不过,等等。后面的精华来了。后面两个我非常有印象的案例。一个是求最大值。简单描绘一下就是通过数据分析解决如下问题:一个工厂每天最多能生产200只橡胶鸭子和300条橡胶鱼。一只鸭子毛利3块,一条鱼毛利5块。每天如何生产能毛利最大化。 这是一个典型的求最大值的案例。(最夸张的是有一个小学也有这个题目,难倒无数家长啊)。最后案例再加上根据季节性的实际销量制定效益最大化的分析目标。 这个数据分析的案例分析了超过3个的分析因子。确实不能靠眼睛看就得出结论。有启发。后面还有一个案例是一个关于要求加薪和最终加薪结果的一个预测性分析。 可以说,这本书至少告诉我了数据分析到底可以做哪一些更深入的事情。而且基本上已经非常接近数据挖掘这个领域了。非常值得一看。不过我过去其实一直想做SEM自动竞价的,但是竞价这个东西的可变因子非常多,至少超过了5项。一直比较迷茫。后来才得知原来有一个SPSS之类的工具是用来搞定这种事情的。(对于这个我确实比较无知,数学系,统计系请绕开)

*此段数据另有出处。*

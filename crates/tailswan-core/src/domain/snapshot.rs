//! Per-topic snapshots.
//!
//! A snapshot is the full current state of one topic. The broadcaster
//! serializes it as the payload of a change message, so field names here are
//! part of the UI-facing contract.

use serde::{Deserialize, Serialize};

use super::mesh::{MeshStatus, PeerStatus};

/// Free-form JSON object, as produced by the IPsec control plane.
pub type JsonMap = serde_json::Map<String, serde_json::Value>;

/// Current security associations, one map per IKE SA.
///
/// Snapshots are only built from a successful fetch, so `success` is always
/// `true`; clients drop messages without it.
#[derive(Debug, Clone, PartialEq, Serialize, Deserialize)]
pub struct SaSnapshot {
    pub success: bool,
    pub sas: Vec<JsonMap>,
}

impl SaSnapshot {
    pub const fn new(sas: Vec<JsonMap>) -> Self {
        Self { success: true, sas }
    }
}

/// Loaded tunnel connection definitions, one map per connection.
#[derive(Debug, Clone, PartialEq, Serialize, Deserialize)]
pub struct ConnectionSnapshot {
    pub success: bool,
    pub connections: Vec<JsonMap>,
}

impl ConnectionSnapshot {
    pub const fn new(connections: Vec<JsonMap>) -> Self {
        Self {
            success: true,
            connections,
        }
    }
}

/// UI-facing view of one mesh peer.
#[derive(Debug, Clone, Default, PartialEq, Eq, Serialize, Deserialize)]
pub struct PeerSummary {
    pub id: String,
    pub hostname: String,
    pub dns_name: String,
    pub online: bool,
    pub tailscale_ips: Vec<String>,
    pub os: String,
    pub last_seen: Option<String>,
}

impl From<&PeerStatus> for PeerSummary {
    fn from(peer: &PeerStatus) -> Self {
        Self {
            id: peer.id.clone(),
            hostname: peer.host_name.clone(),
            dns_name: peer.dns_name.clone(),
            online: peer.online,
            tailscale_ips: peer.tailscale_ips.clone().unwrap_or_default(),
            os: peer.os.clone(),
            last_seen: peer.last_seen.clone(),
        }
    }
}

/// Mesh peers plus the local node.
///
/// The local node keeps the daemon's own field names (`HostName`,
/// `TailscaleIPs`, ...).
#[derive(Debug, Clone, PartialEq, Eq, Serialize, Deserialize)]
pub struct PeerSnapshot {
    pub success: bool,
    /// Sorted by id; the daemon reports peers as an unordered map.
    pub peers: Vec<PeerSummary>,
    #[serde(rename = "self")]
    pub self_node: Option<PeerStatus>,
}

impl From<&MeshStatus> for PeerSnapshot {
    fn from(status: &MeshStatus) -> Self {
        let mut peers: Vec<PeerSummary> = status.peers().map(PeerSummary::from).collect();
        peers.sort_by(|a, b| a.id.cmp(&b.id));
        Self {
            success: true,
            peers,
            self_node: status.self_node.clone(),
        }
    }
}

/// Backend state and local node, in the daemon's field names.
#[derive(Debug, Clone, Default, PartialEq, Eq, Serialize, Deserialize)]
pub struct NodeStatus {
    #[serde(rename = "BackendState")]
    pub backend_state: String,
    #[serde(rename = "Self")]
    pub self_node: Option<PeerStatus>,
}

/// Status of the local mesh node.
#[derive(Debug, Clone, PartialEq, Eq, Serialize, Deserialize)]
pub struct NodeSnapshot {
    pub success: bool,
    pub status: NodeStatus,
}

impl From<&MeshStatus> for NodeSnapshot {
    fn from(status: &MeshStatus) -> Self {
        Self {
            success: true,
            status: NodeStatus {
                backend_state: status.backend_state.clone(),
                self_node: status.self_node.clone(),
            },
        }
    }
}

重量级的书出场了。其实这本书我买的还是很早的,但买的目的还真不是数据分析用途。主要是在做EDM项目中发现要留存一个用户实在是太难了。后来得到一个阿里的高人指点,让我学习一下电信移动行业的思想。让我茅塞顿开啊。移动用户流失挽回带来的效益远比电商高。我迅速的下了一些PPT,不知咋地还买了这本书。确实是高阶的一本书。书中一句话很有启发。类似SPSS的这些工具就是一个照相机,能照出美丽的照片还需要你设置正确的参数才行。这些工具对于多因子的挖掘非常管用。但使用确实需要具有专业知识的人才行。我直接当科普书籍看了。
——————————————————————————–
后记:其实数据分析远没有我们想象的那么神秘。做搜索的,做网站分析的,做业务分析的,其实每天都在做数据分析。但数据分析可以到达的高度也远比我们能想象的要高的多的多。